Girls star Andrew Rannells says he spent so much time focusing on himself that he inadvertently steered clear of the Emmy-winning HBO show’s biggest on-set drama.
“Maybe I’m selfish, or maybe I’m self-centered,” Rannells, 47, admitted on Obsessed: The Podcast. “But I didn’t really have that much interaction, so I don’t really think about it that much.”
In her new memoir, Famesick, Girls creator Lena Dunham alleged that co-star Adam Driver, 42, had acted aggressively towards her on set, throwing a chair and punching a wall near her head on separate occasions. Dunham, 40, also alleged that he went off-script during “carefully blocked” sex scenes, hurling her body “this way and that.”
Rannells, who starred as Dunham’s character Hannah’s gay best friend, Elijah, in the HBO comedy for six seasons, has dodged loaded media questions about the allegations by tapping into his own self-centeredness.

“I was so focused on what was happening with me,” the Book of Mormon Grammy winner confessed. “That’s such a terrible thing to say, but it actually is true.”
“Adam was off doing a million other things, and we didn’t really have that many scenes together. He’s always been really great with me,” Rannells said, who guessed they had just two scenes together across the entire show. “It’s not like doing a play where you’re backstage together. You just don’t see each other.”

With the whirlwind of drama surrounding his Girls co-star, Rannells attempted to create some controversy of his own.
In an interview with Andy Cohen, the actor revealed that he had tried to spread rumors of an affair between him and Driver, but they never gained any traction. He redoubled his efforts on Obsessed: The Podcast.
“Adam and I were f---ing the entire time,” he sarcastically declared. “I was f---ing Adam Driver for the entire six years. Let’s share that. I mean, that’s the truth.”

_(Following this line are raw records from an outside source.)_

//! DSG protocol driver over a [`Relay`]

use super::messages::*;
use super::stages::CompletedOfflineStage;
use super::state_machine::SigningSession;
use crate::error::Stage;
use crate::keygen::LocalKey;
use crate::mpc::Relay;
use crate::{Error, Result, SessionConfig, Signature};
use serde::{de::DeserializeOwned, Serialize};
use std::collections::BTreeMap;
use tracing::{debug, info, instrument};

/// Relay round carrying the partial signatures
const PARTIAL_ROUND: u32 = 7;

fn outgoing<T>(session: &SigningSession, message: Option<&T>) -> Result<T>
where
    T: Clone,
{
    message
        .cloned()
        .ok_or_else(|| Error::Internal(format!("no outgoing message at {}", session.stage())))
}

async fn exchange<R, T>(
    relay: &R,
    config: &SessionConfig,
    round: u32,
    message: &T,
) -> Result<BTreeMap<crate::PartyIndex, T>>
where
    R: Relay,
    T: Serialize + DeserializeOwned + Send + Sync,
{
    relay
        .broadcast(&config.session_id, round, config.party_index, message)
        .await?;
    relay
        .collect_broadcasts(&config.session_id, round, &config.parties)
        .await
        .map_err(|e| e.at_stage(Stage::Sign(round as u8 + 1)))
}

/// Run signing stages 1-7 with the parties of `config`
///
/// The result does not depend on the message and may be stored; it must be
/// used for exactly one signature.
#[instrument(skip(relay, config, local_key), fields(party = config.party_index))]
pub async fn run_offline<R: Relay>(
    config: &SessionConfig,
    local_key: &LocalKey,
    relay: &R,
) -> Result<CompletedOfflineStage> {
    info!(
        party = config.party_index,
        signers = ?config.parties,
        "Starting offline signing"
    );
    if config.party_index != local_key.i {
        return Err(Error::InvalidConfig(format!(
            "Session is for party {} but the key belongs to {}",
            config.party_index, local_key.i
        )));
    }
    let me = config.party_index;
    let sid = &config.session_id;
    let peers = config.peers();

    let session = SigningSession::start(local_key.clone(), &config.parties).check()?;

    // Round 1: commitment to Gamma_i and Enc(k_i)
    debug!("DSG Round 1: Commitment and MtA request");
    let msg = outgoing(&session, session.round1_message())?;
    let round1 = exchange(relay, config, 1, &msg).await?;
    let session = session.proceed_stage2(round1).check()?;

    // Round 2: MtA answers, one per peer
    debug!("DSG Round 2: MtA answers");
    let messages = session
        .round2_messages()
        .ok_or_else(|| Error::Internal("no MtA answers".into()))?;
    for (to, msg) in messages {
        relay.send_direct(sid, 2, me, *to, msg).await?;
    }
    let round2 = relay
        .collect_direct::<SignRound2Message>(sid, 2, me, &peers)
        .await
        .map_err(|e| e.at_stage(Stage::Sign(3)))?;
    let session = session.proceed_stage3(round2).check()?;

    // Round 3: delta_i and T_i
    debug!("DSG Round 3: delta and T");
    let msg = outgoing(&session, session.round3_message())?;
    let round3 = exchange(relay, config, 3, &msg).await?;
    let session = session.proceed_stage4(round3).check()?;

    // Round 4: open Gamma_i
    debug!("DSG Round 4: Decommitment");
    let msg = outgoing(&session, session.round4_message())?;
    let round4 = exchange(relay, config, 4, &msg).await?;
    let session = session.proceed_stage5(round4).check()?;

    // Round 5: R_dash_i with PDL proofs
    debug!("DSG Round 5: R_dash");
    let msg = outgoing(&session, session.round5_message())?;
    let round5 = exchange(relay, config, 5, &msg).await?;
    let session = session.proceed_stage6(round5).check()?;

    // Round 6: S_i with consistency proof
    debug!("DSG Round 6: S");
    let msg = outgoing(&session, session.round6_message())?;
    let round6 = exchange(relay, config, 6, &msg).await?;
    let offline = session.proceed_stage7(round6).into_offline()?;

    info!(party = me, "Offline signing completed");
    Ok(offline)
}

/// Sign a 32-byte digest with a completed offline stage
#[instrument(skip_all, fields(party = config.party_index))]
pub async fn run_online<R: Relay>(
    config: &SessionConfig,
    offline: CompletedOfflineStage,
    message: &[u8; 32],
    relay: &R,
) -> Result<Signature> {
    if config.parties != offline.signers {
        return Err(Error::InvalidConfig(format!(
            "Offline stage was computed for {:?}, not {:?}",
            offline.signers, config.parties
        )));
    }
    let sid = &config.session_id;

    let session = SigningSession::from_offline(offline)
        .proceed_stage8(message)
        .check()?;
    let partial = outgoing(&session, session.partial_signature())?;
    relay
        .broadcast(sid, PARTIAL_ROUND, config.party_index, &partial)
        .await?;
    let partials = relay
        .collect_broadcasts::<PartialSignature>(sid, PARTIAL_ROUND, &config.parties)
        .await
        .map_err(|e| e.at_stage(Stage::Sign(9)))?;

    let signature = session.proceed_stage9(partials).into_signature()?;
    info!(
        party = config.party_index,
        r = hex::encode(signature.r),
        "Signature generated"
    );
    Ok(signature)
}

/// Run the complete signing protocol for a 32-byte digest
pub async fn run_dsg<R: Relay>(
    config: &SessionConfig,
    local_key: &LocalKey,
    message: &[u8; 32],
    relay: &R,
) -> Result<Signature> {
    let offline = run_offline(config, local_key, relay).await?;
    run_online(config, offline, message, relay).await
}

In his new film with Allison Janney, 66, Miss You, Love You, Rannells has enjoyed moving away from the large, drama-filled ensemble casts of his previous projects.
“For myself, I’ve been a part of mostly ensemble stuff. I’ve never been the lead of anything, and she felt the same way,” he said of the Oscar winner.
To avoid distractions while filming with The West Wing star, Rannells said they shot the movie like a large-scale theater production.

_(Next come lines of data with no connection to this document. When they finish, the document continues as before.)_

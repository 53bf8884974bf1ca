//! MPC coordination utilities
//!
//! The protocol stages never touch the network; the async drivers in
//! `keygen::dkg` and `sign::dsg` move messages through a [`Relay`].

use crate::{PartyIndex, Result, SessionId};
use serde::{de::DeserializeOwned, Serialize};
use std::collections::BTreeMap;

pub use ::async_trait::async_trait;

/// Message relay trait for MPC communication.
///
/// Every message is tagged with its sender. `collect_*` calls act as a round
/// barrier: they return once a message from every listed sender is present.
#[async_trait]
pub trait Relay: Send + Sync {
    /// Broadcast a message to all parties
    async fn broadcast<T: Serialize + Send + Sync>(
        &self,
        session_id: &SessionId,
        round: u32,
        from: PartyIndex,
        message: &T,
    ) -> Result<()>;

    /// Send a direct message to a specific party
    async fn send_direct<T: Serialize + Send + Sync>(
        &self,
        session_id: &SessionId,
        round: u32,
        from: PartyIndex,
        to: PartyIndex,
        message: &T,
    ) -> Result<()>;

    /// Collect the broadcasts of `from` for a round
    async fn collect_broadcasts<T: DeserializeOwned + Send>(
        &self,
        session_id: &SessionId,
        round: u32,
        from: &[PartyIndex],
    ) -> Result<BTreeMap<PartyIndex, T>>;

    /// Collect direct messages sent by `from` to `to`
    async fn collect_direct<T: DeserializeOwned + Send>(
        &self,
        session_id: &SessionId,
        round: u32,
        to: PartyIndex,
        from: &[PartyIndex],
    ) -> Result<BTreeMap<PartyIndex, T>>;
}

/// In-memory relay for testing
pub mod memory;

pub use memory::MemoryRelay;
//! DKG protocol driver over a [`Relay`]

use super::local_key::LocalKey;
use super::messages::{DLogProofMessage, KeyGenBroadcastMessage1, SecretShareMessage, VssMessage};
use super::stages::{
    stage1, stage2, stage3, stage4, KeygenConfig, KeygenStage1Input, KeygenStage2Input,
    KeygenStage3Input, KeygenStage4Input,
};
use crate::error::Stage;
use crate::mpc::Relay;
use crate::primitives::{Decommitment, VerifiableSS};
use crate::{Error, Result, SessionConfig};
use std::collections::BTreeMap;
use tracing::{debug, info, instrument};

/// Run the distributed key generation protocol
///
/// Four rounds: commitments, decommitments, Feldman shares, and proofs of
/// knowledge of the resulting key shares. Every party of `config.parties`
/// (all `n`) must run it with the same session id.
#[instrument(skip(relay, config), fields(party = config.party_index))]
pub async fn run_dkg<R: Relay>(
    config: &SessionConfig,
    keygen_config: &KeygenConfig,
    relay: &R,
) -> Result<LocalKey> {
    info!(
        party = config.party_index,
        n_parties = config.params.share_count,
        threshold = config.params.threshold,
        "Starting DKG"
    );
    let params = config.params;
    if config.parties != (1..=params.share_count).collect::<Vec<_>>() {
        return Err(Error::InvalidConfig(
            "DKG needs every party 1..=n".into(),
        ));
    }
    let me = config.party_index;
    let sid = &config.session_id;
    let peers = config.peers();

    // Round 1: Paillier keys, ring-Pedersen parameters and commitment to y_i
    debug!("DKG Round 1: Commitment");
    let out1 = stage1(&KeygenStage1Input {
        index: me,
        config: *keygen_config,
    })?;
    relay.broadcast(sid, 1, me, &out1.bc1).await?;
    let bc1s = relay
        .collect_broadcasts::<KeyGenBroadcastMessage1>(sid, 1, &config.parties)
        .await
        .map_err(|e| e.at_stage(Stage::Keygen(1)))?;

    // Round 2: Decommit
    debug!("DKG Round 2: Decommitment");
    relay.broadcast(sid, 2, me, &out1.decom1).await?;
    let decom1s = relay
        .collect_broadcasts::<Decommitment>(sid, 2, &config.parties)
        .await
        .map_err(|e| e.at_stage(Stage::Keygen(2)))?;

    let out2 = stage2(&KeygenStage2Input {
        key: &out1.key,
        params,
        bc1s: &bc1s,
        decom1s: &decom1s,
    })?;

    // Round 3: Feldman commitments to everyone, one share to each peer
    debug!("DKG Round 3: Secret sharing");
    relay
        .broadcast(
            sid,
            3,
            me,
            &VssMessage {
                vss_scheme: out2.vss_scheme.clone(),
            },
        )
        .await?;
    for peer in &peers {
        let msg = SecretShareMessage {
            share: out2.secret_shares[peer],
        };
        relay.send_direct(sid, 3, me, *peer, &msg).await?;
    }

    let vss_schemes: BTreeMap<_, VerifiableSS> = relay
        .collect_broadcasts::<VssMessage>(sid, 3, &config.parties)
        .await
        .map_err(|e| e.at_stage(Stage::Keygen(3)))?
        .into_iter()
        .map(|(j, msg)| (j, msg.vss_scheme))
        .collect();
    let mut party_shares: BTreeMap<_, _> = relay
        .collect_direct::<SecretShareMessage>(sid, 3, me, &peers)
        .await
        .map_err(|e| e.at_stage(Stage::Keygen(3)))?
        .into_iter()
        .map(|(j, msg)| (j, msg.share))
        .collect();
    party_shares.insert(me, out2.secret_shares[&me]);

    let ys: BTreeMap<_, _> = decom1s.iter().map(|(j, d)| (*j, d.point)).collect();
    let out3 = stage3(&KeygenStage3Input {
        key: &out1.key,
        params,
        ys: &ys,
        vss_schemes: &vss_schemes,
        party_shares: &party_shares,
    })?;

    // Round 4: Proof of knowledge of x_i
    debug!("DKG Round 4: Verification");
    relay
        .broadcast(
            sid,
            4,
            me,
            &DLogProofMessage {
                dlog_proof: out3.dlog_proof.clone(),
            },
        )
        .await?;
    let dlog_proofs: BTreeMap<_, _> = relay
        .collect_broadcasts::<DLogProofMessage>(sid, 4, &config.parties)
        .await
        .map_err(|e| e.at_stage(Stage::Keygen(4)))?
        .into_iter()
        .map(|(j, msg)| (j, msg.dlog_proof))
        .collect();

    let out4 = stage4(&KeygenStage4Input {
        params,
        ys: &ys,
        vss_schemes: &vss_schemes,
        dlog_proofs: &dlog_proofs,
    })?;

    let local_key = LocalKey::new(&out1.key, &bc1s, out3.shared_key, out4, &params);

    info!(
        party = me,
        public_key = hex::encode(local_key.public_key_bytes()?),
        "DKG completed successfully"
    );

    Ok(local_key)
}

#[cfg(test)]
mod tests {
    use super::*;
    use crate::mpc::MemoryRelay;
    use crate::test_utils::init_tracing;
    use std::sync::Arc;

    #[tokio::test(flavor = "multi_thread", worker_threads = 4)]
    async fn test_dkg_over_relay() {
        init_tracing();
        let relay = Arc::new(MemoryRelay::new());
        let session_id = [7u8; 32];
        let (t, n) = (1, 3);

        let handles: Vec<_> = (1..=n)
            .map(|i| {
                let relay = relay.clone();
                tokio::spawn(async move {
                    let config = SessionConfig::keygen(session_id, t, n, i).unwrap();
                    run_dkg(&config, &KeygenConfig::default(), relay.as_ref()).await
                })
            })
            .collect();

        let mut keys = Vec::new();
        for handle in handles {
            keys.push(handle.await.unwrap().unwrap());
        }

        let y = keys[0].public_key();
        for key in &keys {
            key.validate().unwrap();
            assert_eq!(key.public_key(), y);
        }

        let indices = [1, 3];
        let shares = [keys[0].keys_linear.x_i, keys[2].keys_linear.x_i];
        let x = keys[0].vss_scheme.reconstruct(&indices, &shares).unwrap();
        assert_eq!(k256::ProjectivePoint::GENERATOR * x, y);
    }

    #[tokio::test]
    async fn test_dkg_rejects_partial_party_set() {
        let relay = MemoryRelay::new();
        let mut config = SessionConfig::keygen([0u8; 32], 1, 3, 1).unwrap();
        config.parties = vec![1, 2];
        let err = run_dkg(&config, &KeygenConfig::default(), &relay)
            .await
            .unwrap_err();
        assert!(matches!(err, Error::InvalidConfig(_)));
    }
}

“We felt like we should just learn it like a play, and then do it that way,” he said. “We could do whole stretches of dialogue, pages and pages, we could do it at one time. And it really freed us up to find a lot of things that maybe we wouldn’t have if we were like grappling with, ‘How do we do this?’ and ‘What’s my next line?’”
In the new HBO film that focuses on the unlikely pair grappling with overwhelming grief, Rannells still returned to his Girls roots, where he was often shirtless.
“In other times, I would have thought about the shirtless part a little more specifically. With this one, I felt like this is a character who is probably not so concerned about the shirtless part,” he said.

For similar scenes in Girls, which he notes were “frequent,” Rannells would “not drink water” and “do crunches the day before” his big scenes.
“With this one, I was like, well, he’s probably not like that concerned about that. He’s still doing pretty well for himself,” he said.
Miss You, Love You streams on HBO Max on May 29.